В результате я с удивлением и смущением обнаружил, что не испытываю желания преследовать амурную цель поездки, и когда прекрасная Саманта бесстыдно предложила мне все наслаждения, которые могло подарить ее великолепное тело, я не смог воспользоваться ситуацией. Что-то меня удерживало, и это был не страх импотенции или обострения боли в колене. Назовите это совестью. Назовите это Кьеркегором. Они соединились. Я думаю, что Кьеркегор - это лучшая часть меня, которая стремилась вырваться наружу, и в Копенгагене ей это наконец удалось.

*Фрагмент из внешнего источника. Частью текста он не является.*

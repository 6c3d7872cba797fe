pub mod daemon;
pub mod download;
pub mod health;
pub mod init;
pub mod ls;
pub mod token;
pub mod upload;
pub mod version;

pub use daemon::Daemon;
pub use download::Download;
pub use health::Health;
pub use init::Init;
pub use ls::Ls;
pub use token::Token;
pub use upload::Upload;
pub use version::Version;
use std::fmt;

use serde::Serialize;

/// Compile-time build information, populated by `build.rs`.
#[derive(Debug, Clone, Serialize)]
pub struct BuildInfo {
    pub build_profile: &'static str,
    pub build_features: &'static str,
    pub build_timestamp: &'static str,
    pub version: &'static str,
    pub repo_version: &'static str,
}

pub fn build_info() -> BuildInfo {
    BuildInfo {
        build_profile: env!("BUILD_PROFILE"),
        build_features: env!("BUILD_FEATURES"),
        build_timestamp: env!("BUILD_TIMESTAMP"),
        version: env!("CARGO_PKG_VERSION"),
        repo_version: env!("REPO_VERSION"),
    }
}

impl fmt::Display for BuildInfo {
    fn fmt(&self, f: &mut fmt::Formatter<'_>) -> fmt::Result {
        write!(
            f,
            "webfiles {} ({}, {} build, {})",
            self.version, self.repo_version, self.build_profile, self.build_timestamp
        )
    }
}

Где-то в своем «Дневнике» Кьеркегор говорит, что когда он узнал о помолвке Регины со Шлегелем и осознал, что потерял ее безвозвратно, то «испытал следующее чувство: ты бросаешься или в дикий разгул, или к религиозному абсолюту». Моя лихорадочная, идиотская одиссея после ухода Салли, когда я отчаянно пытался переспать по очереди то с Эми, то с Луизой, то со Стеллой и с Самантой, была попыткой удариться в дикий разгул. Но когда она потерпела крах, религия не стала для меня практически осуществимой альтернативой. Все, что я мог сделать для облегчения своего состояния, - пить и вести дневник. Кстати, какое-то время Кьеркегор ничего не мог делать - только писать. (Возможно, он тоже пил, меня бы это ничуть не удивило.) Только его последние книги, те, что он опубликовал под своим настоящим именем, могут быть названы «абсолютно религиозными», и, честно говоря, я нахожу их скучными. От одних названий воротит: большинство начинаются со слов «Поучительная беседа». Его работы, вышедшие под псевдонимами, особенно те, что он написал сразу после разрыва с Региной, назвавшись Виктором Эремитом, Константином Константиусом, Йоханнесом де Силенцио и другими причудливыми вымышленными именами, совсем другие и гораздо интереснее: это своеобразная попытка примириться со своим опытом, принять последствия своего собственного выбора путем подхода к материалу окольным путем, косвенно, через вымысел, скрываясь под масками. Полагаю, подобный импульс двигал и мною, когда я решил писать монологи. Драматизированные монологи, кажется так их называют, потому что они адресованы кому-то, чьи реплики лишь подразумеваются. Я вспомнил это из учебника английского за пятый класс. Мы должны были выучить наизусть такой монолог из Браунинга «Покойная герцогиня»:
А вот моя последняя жена -
Здесь как живая предстает она;
Лишь день, что чудом я назвать бы мог,
Трудился фра Пандольфо - вот итог.
Герцог - безумный ревнивый муж, который, как потом оказывается, убил свою жену. Разумеется, я никогда бы не убил Салли, но временами был близок к тому, чтобы ударить ее.